A NEW SÖDERMALM with wide, straight streets lined with tall stone houses emerged in the late 1800s. The main routes that previously stretched by Brännkyrkagatan shifted downward Hornsgatan. The blocks up against Skinnarviksbergen became a forgotten part of town that by time didn't get the best reputation.
It smelled boozy and smokey; crime ridden in streets full of mystery, the prostitutes of the block - “mountain larks” - roamed in search of customers. But in the small simple shanties, also decent people still lived, who had no fault in the area having become an undesirable out-of-the-way corner of Stockholm.
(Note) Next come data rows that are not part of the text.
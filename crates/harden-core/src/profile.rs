//! Hardening profiles: declarative target and directive sets
//!
//! Which algorithms are acceptable is policy, so it lives in data. A profile
//! lists targets; each names a file (a well-known one or an explicit path),
//! how to validate it, and the directives to enforce.

use std::path::{Path, PathBuf};
use std::sync::Arc;
use std::time::Duration;

use harden_fs::ConfigStore;
use serde::{Deserialize, Serialize};

use crate::directive::{self, Directive};
use crate::orchestrator::{Target, TargetFile};
use crate::paths::{ConfigFile, PathResolver, Platform};
use crate::validate::{CommandValidator, NoopValidator, Validator};
use crate::{Error, Result};

const BUILTIN: &[(&str, &str)] = &[(
    "openssh-modern",
    include_str!("../profiles/openssh-modern.toml"),
)];

/// Named validators a profile can ask for.
#[derive(Debug, Clone, Copy, PartialEq, Eq, Default, Serialize, Deserialize)]
#[serde(rename_all = "lowercase")]
pub enum ValidatorName {
    /// The checker matching the well-known file
    #[default]
    Auto,
    Sshd,
    Ssh,
    None,
}

/// How a target's result is checked.
#[derive(Debug, Clone, PartialEq, Eq, Serialize, Deserialize)]
#[serde(untagged)]
pub enum ValidatorSpec {
    Named(ValidatorName),
    Command {
        /// Program and arguments; `{path}` is replaced by the target path
        command: Vec<String>,
        #[serde(default)]
        timeout_secs: Option<u64>,
    },
}

impl Default for ValidatorSpec {
    fn default() -> Self {
        Self::Named(ValidatorName::Auto)
    }
}

/// One file in a profile.
#[derive(Debug, Clone, PartialEq, Eq, Serialize, Deserialize)]
pub struct TargetSpec {
    /// Well-known file (`sshd` or `ssh`)
    #[serde(default, skip_serializing_if = "Option::is_none")]
    pub file: Option<ConfigFile>,
    /// Explicit path, used instead of `file`
    #[serde(default, skip_serializing_if = "Option::is_none")]
    pub path: Option<PathBuf>,
    #[serde(default)]
    pub validator: ValidatorSpec,
    #[serde(default)]
    pub directives: Vec<Directive>,
}

/// A named set of targets.
#[derive(Debug, Clone, PartialEq, Eq, Serialize, Deserialize)]
pub struct Profile {
    pub name: String,
    #[serde(default)]
    pub description: String,
    /// Platform whose paths to use when the caller does not choose one
    #[serde(default, skip_serializing_if = "Option::is_none")]
    pub platform: Option<Platform>,
    #[serde(default)]
    pub targets: Vec<TargetSpec>,
}

impl Profile {
    /// Load a profile from a TOML, JSON or YAML file.
    pub fn load(path: &Path) -> Result<Self> {
        let profile: Self = ConfigStore::new().load(path)?;
        profile.check()?;
        Ok(profile)
    }

    /// A profile shipped with the tool.
    pub fn builtin(name: &str) -> Result<Self> {
        let source = Self::builtin_source(name).ok_or_else(|| Error::Profile {
            message: format!(
                "no built-in profile named '{name}' (available: {})",
                Self::builtin_names().join(", ")
            ),
        })?;
        let profile: Self = ConfigStore::parse(Path::new(name), "toml", source)?;
        profile.check()?;
        Ok(profile)
    }

    /// Raw TOML of a built-in profile.
    pub fn builtin_source(name: &str) -> Option<&'static str> {
        BUILTIN
            .iter()
            .find(|(builtin, _)| *builtin == name)
            .map(|(_, source)| *source)
    }

    pub fn builtin_names() -> Vec<&'static str> {
        BUILTIN.iter().map(|(name, _)| *name).collect()
    }

    /// Structural checks that do not depend on a platform.
    pub fn check(&self) -> Result<()> {
        if self.targets.is_empty() {
            return Err(self.error("profile has no targets"));
        }
        for (index, target) in self.targets.iter().enumerate() {
            match (&target.file, &target.path) {
                (Some(_), Some(_)) => {
                    return Err(self.error(&format!(
                        "target {index} sets both 'file' and 'path'"
                    )));
                }
                (None, None) => {
                    return Err(self.error(&format!(
                        "target {index} needs either 'file' or 'path'"
                    )));
                }
                _ => {}
            }
            let auto = target.validator == ValidatorSpec::Named(ValidatorName::Auto);
            if target.path.is_some() && auto {
                return Err(self.error(&format!(
                    "target {index} uses an explicit path; \
                     choose a validator (sshd, ssh, none or a command)"
                )));
            }
            if let ValidatorSpec::Command { command, .. } = &target.validator
                && command.is_empty()
            {
                return Err(self.error(&format!("target {index} has an empty validator command")));
            }
            directive::validate_set(&target.directives)?;
        }
        Ok(())
    }

    /// Turn the profile into runnable targets.
    ///
    /// `default_timeout` applies to every command validator that does not set
    /// its own.
    pub fn targets(
        &self,
        resolver: &dyn PathResolver,
        default_timeout: Option<Duration>,
    ) -> Result<Vec<Target>> {
        self.check()?;
        self.targets
            .iter()
            .map(|spec| {
                let file = match (&spec.file, &spec.path) {
                    (Some(known), _) => TargetFile::Known(*known),
                    (None, Some(path)) => TargetFile::Path(path.clone()),
                    (None, None) => return Err(self.error("target without a file")),
                };
                let validator = build_validator(spec, resolver, default_timeout)
                    .ok_or_else(|| self.error("target validator could not be built"))?;
                Ok(Target::new(file, spec.directives.clone(), validator))
            })
            .collect()
    }

    fn error(&self, message: &str) -> Error {
        Error::Profile {
            message: format!("{}: {message}", self.name),
        }
    }
}

fn build_validator(
    spec: &TargetSpec,
    resolver: &dyn PathResolver,
    default_timeout: Option<Duration>,
) -> Option<Arc<dyn Validator>> {
    let with_timeout = |v: CommandValidator, timeout: Option<Duration>| -> Arc<dyn Validator> {
        match timeout {
            Some(timeout) => Arc::new(v.with_timeout(timeout)),
            None => Arc::new(v),
        }
    };

    match &spec.validator {
        ValidatorSpec::Named(ValidatorName::None) => Some(Arc::new(NoopValidator)),
        ValidatorSpec::Named(ValidatorName::Auto) => {
            let file = spec.file?;
            Some(with_timeout(resolver.validator_for(file), default_timeout))
        }
        ValidatorSpec::Named(ValidatorName::Sshd) => Some(with_timeout(
            resolver.validator_for(ConfigFile::SshdConfig),
            default_timeout,
        )),
        ValidatorSpec::Named(ValidatorName::Ssh) => Some(with_timeout(
            resolver.validator_for(ConfigFile::SshConfig),
            default_timeout,
        )),
        ValidatorSpec::Command {
            command,
            timeout_secs,
        } => {
            let (program, args) = command.split_first()?;
            let timeout = timeout_secs.map(Duration::from_secs).or(default_timeout);
            Some(with_timeout(
                CommandValidator::new(program, args.iter().cloned()),
                timeout,
            ))
        }
    }
}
In the 1950s, although the calmness had returned to Skinnarviksberget, it was a battered idyll lying there, hiding between apple trees and flower plots. Photographer Tore Abrahamsson has managed to capture the old-fashioned atmosphere that so long lingered in these neighborhoods. One of the buildings that disappeared is the so-called “Typographers hotel”, to the right in the photo. The smooth plastered yellow apartment building at the corner of Gamla Lundagatan and Ludvigsbergsgatan was erected in 1853 by merchant and industrialist Anton Wilhelm Frestadius. In the film recordings 1960 of the Lars-Magnus Lindgren best-selling novel "Angels, do they exist" (named Love Mates in English) the house was the object for extensive speculation transactions by Toivo Pawlo in the role of the choleric Bergerus tenant on the second floor.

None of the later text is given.